At four in the afternoon the Americans appeared down the road. Harrison’s force of 3,500 troops included 1,500 mounted Kentuckians under Colonel Richard Johnson, and two infantry divisions. Against him were 700 British troops and slightly more than 1,000 Indians. Harrison had scouted the English positions and decided to attack with his cavalrymen, sending the infantry after them in close support. As a bugle sounded the charge, Johnson’s Kentuckians galloped forward, shouting “Remember the River Raisin.” Johnson himself led one battalion against Tecumseh’s Indians and sent the rest of his men toward the British lines, which were barring the road. Those horsemen smashed headlong into the English units, and the terrified British gave way at once. Procter, who had been waiting in the rear, jumped in his carriage and fled from the battlefield. His troops, cut to pieces, threw up their hands and surrendered in a body.

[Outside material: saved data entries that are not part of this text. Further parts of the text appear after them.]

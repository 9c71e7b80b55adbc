//! Timed and periodic effects.

pub mod logic;
pub mod types;

pub use logic::BuffEngine;
pub use types::{
    BuffDefinition, BuffInstance, BuffInstanceId, BuffTarget, PeriodicKind, StackPolicy,
};
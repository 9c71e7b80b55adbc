//! Activity-plan contract and the battle snapshot blob it carries.

pub mod plan;
pub mod snapshot;

pub use plan::{ActivityPlan, LimitType, PlanState};
pub use snapshot::BattleSnapshot;
use crate::combat::aoe::AoeParams;
use crate::combat::types::DamageType;
use crate::core::error::ConfigError;
use serde::{Deserialize, Serialize};

#[derive(Debug, Clone, PartialEq, Serialize, Deserialize)]
pub struct ResourceCost {
    pub resource: String,
    pub amount: f64,
}

impl ResourceCost {
    pub fn new(resource: impl Into<String>, amount: f64) -> Self {
        Self {
            resource: resource.into(),
            amount,
        }
    }
}

/// A skill the auto-caster may pick. Immutable once registered.
#[derive(Debug, Clone, PartialEq, Serialize, Deserialize)]
pub struct SkillDefinition {
    pub id: String,
    #[serde(default)]
    pub cost: Option<ResourceCost>,
    #[serde(default)]
    pub cooldown: f64,
    #[serde(default)]
    pub priority: i32,
    #[serde(default)]
    pub base_damage: f64,
    #[serde(default)]
    pub damage_type: DamageType,
    #[serde(default)]
    pub ap_coefficient: f64,
    #[serde(default)]
    pub sp_coefficient: f64,
    #[serde(default)]
    pub cast_time: f64,
    #[serde(default = "default_gcd")]
    pub gcd: f64,
    #[serde(default)]
    pub off_gcd: bool,
    #[serde(default)]
    pub allow_during_casting_for_off_gcd: bool,
    #[serde(default)]
    pub lock_attack_during_cast: bool,
    #[serde(default)]
    pub aoe: AoeParams,
}

fn default_gcd() -> f64 {
    1.0
}

impl SkillDefinition {
    pub fn new(id: impl Into<String>, priority: i32, base_damage: f64) -> Self {
        Self {
            id: id.into(),
            cost: None,
            cooldown: 0.0,
            priority,
            base_damage,
            damage_type: DamageType::Physical,
            ap_coefficient: 0.0,
            sp_coefficient: 0.0,
            cast_time: 0.0,
            gcd: default_gcd(),
            off_gcd: false,
            allow_during_casting_for_off_gcd: false,
            lock_attack_during_cast: false,
            aoe: AoeParams::single(),
        }
    }

    pub fn with_cost(mut self, resource: impl Into<String>, amount: f64) -> Self {
        self.cost = Some(ResourceCost::new(resource, amount));
        self
    }

    pub fn with_cooldown(mut self, seconds: f64) -> Self {
        self.cooldown = seconds;
        self
    }

    pub fn with_damage_type(mut self, damage_type: DamageType) -> Self {
        self.damage_type = damage_type;
        self
    }

    pub fn with_coefficients(mut self, ap_coefficient: f64, sp_coefficient: f64) -> Self {
        self.ap_coefficient = ap_coefficient;
        self.sp_coefficient = sp_coefficient;
        self
    }

    /// A cast of `seconds`. With `lock_attack` basic attacks wait for completion.
    pub fn with_cast_time(mut self, seconds: f64, lock_attack: bool) -> Self {
        self.cast_time = seconds;
        self.lock_attack_during_cast = lock_attack;
        self
    }

    pub fn with_gcd(mut self, seconds: f64) -> Self {
        self.gcd = seconds;
        self
    }

    /// Bypasses the GCD; with `during_cast` it may also be woven into another cast.
    pub fn off_gcd(mut self, during_cast: bool) -> Self {
        self.off_gcd = true;
        self.allow_during_casting_for_off_gcd = during_cast;
        self
    }

    pub fn with_aoe(mut self, aoe: AoeParams) -> Self {
        self.aoe = aoe;
        self
    }

    pub fn is_instant(&self) -> bool {
        self.cast_time <= 0.0
    }

    /// Raw damage before crits and mitigation.
    pub fn raw_damage(&self, attack_power: f64, spell_power: f64) -> f64 {
        self.base_damage + attack_power * self.ap_coefficient + spell_power * self.sp_coefficient
    }

    pub fn validate(&self) -> Result<(), ConfigError> {
        if self.cooldown < 0.0 || self.cooldown.is_nan() {
            return Err(ConfigError::NegativeCooldown(self.id.clone()));
        }
        if self.cast_time < 0.0 || self.gcd < 0.0 || self.cast_time.is_nan() || self.gcd.is_nan() {
            return Err(ConfigError::NegativeCastTiming(self.id.clone()));
        }
        if let Some(cost) = &self.cost {
            if cost.amount < 0.0 {
                return Err(ConfigError::InvalidSetting(format!(
                    "skill `{}` has a negative cost",
                    self.id
                )));
            }
        }
        Ok(())
    }
}

/// Mutable per-skill tracking.
#[derive(Debug, Clone, Copy, PartialEq, Default, Serialize, Deserialize)]
pub struct SkillState {
    pub last_cast: Option<f64>,
    pub cooldown_until: f64,
}

/// A cast in progress.
#[derive(Debug, Clone, Copy, PartialEq, Serialize, Deserialize)]
pub struct ActiveCast {
    pub skill: usize,
    pub started_at: f64,
    pub completes_at: f64,
    pub locks_attack: bool,
}

/// What the battle context must schedule after a cast begins.
#[derive(Debug, Clone, Copy, PartialEq)]
pub struct CastStart {
    pub skill: usize,
    /// `None` for instant skills, which resolve immediately.
    pub completes_at: Option<f64>,
    pub cooldown_ready_at: Option<f64>,
    pub gcd_ready_at: Option<f64>,
}
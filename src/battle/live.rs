//! A battle advanced incrementally by a polling client.

use super::runner::BattleRunner;
use super::types::{Battle, BattleResult};
use crate::combat::events::BattleEvent;
use crate::combat::segment::Segment;

pub struct RunningBattle {
    runner: BattleRunner,
}

impl RunningBattle {
    pub(crate) fn new(mut runner: BattleRunner) -> Self {
        runner.context_mut().enable_event_recording();
        Self { runner }
    }

    pub fn battle(&self) -> &Battle {
        self.runner.battle()
    }

    /// Simulated time reached so far.
    pub fn now(&self) -> f64 {
        self.runner.cursor()
    }

    pub fn duration(&self) -> f64 {
        self.runner.duration()
    }

    pub fn is_finished(&self) -> bool {
        self.runner.is_finished()
    }

    /// Runs every event before `time` and returns the records they produced.
    pub fn step_until(&mut self, time: f64) -> Vec<BattleEvent> {
        self.runner.step_until(time);
        self.runner.context_mut().take_events()
    }

    pub fn advance(&mut self, seconds: f64) -> Vec<BattleEvent> {
        let target = self.now() + seconds.max(0.0);
        self.step_until(target)
    }

    pub fn segments_so_far(&self) -> Vec<Segment> {
        self.runner.context().segments_so_far()
    }

    pub fn finish(self) -> BattleResult {
        self.runner.finish()
    }
}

On the British right flank, meanwhile, Tecumseh’s Indians met Johnson’s charge with a blaze of musketry that threw the Americans back, and forced the horsemen to dismount and fight from behind trees. At the same time a division of infantry advanced on the run to support the cavalry. They spotted the Indians in the swamp that flanked the road and veered off to attack them. As the Americans pressed into the woods and through the miry underbrush, the battle mounted. Over the din, many men could hear Tecumseh’s huge voice, shouting at the Indians to turn back the Americans. “He yelled like a tiger, and urged his braves to the attack,” one of the Kentuckians later said.
Other men caught glimpses of the Shawnee leader, running among the Indians with a bandage still tied around one arm, injured in an earlier skirmish. Now American bullets hit him again and again. Blood poured from his mouth and ran down his body, but the great warrior staggered desperately among the trees, still crying to his Indians to hold. The dream of an Indian nation was slipping fast, and as twilight came, it disappeared entirely. Suddenly, the Americans realized that they no longer heard Tecumseh’s voice, or saw his reckless figure. As darkness halted the battle, the Indians slipped away through the swamp, and the Americans dug in along the road.
In the morning, Harrison’s men hunted in vain for Tecumseh’s body. Somehow, during the night, it had vanished, and though several of the Shawnee chieftain’s closest followers said later that they had taken it away in the darkness and buried it secretly, some white men wondered for years whether Tecumseh was still alive. The Americans captured no Indians during the battle, but the struggle on the Thames River scattered the warriors and ended further serious resistance in the Northwest Territory.
Tecumseh’s dream, unrecognized by his enemies, disappeared with his body. No new native leader arose to unite the tribes, and in a few years, the advancing tide of civilization completed the demoralization and decay of the proud peoples who had once called the country of the Northwest Territory their home. In time, the pitiful survivors, reduced to poverty and sickness, were forcibly dispossessed of what little land remained to them and were removed to reservations on the west side of the Mississippi River. Many of them, as Tecumseh had foreseen, were moved again and again to make way for new advances of the whites. Today, across the state of Oklahoma, the dispersed descendants of the Shawnee chief’s warriors live among other and more numerous tribes, ignored and forgotten by most Americans. To them, however, belongs the pride of knowing that one of their people was the greatest of all the American Indian leaders, a majestic figure who might have given all the Indians a nation of their own.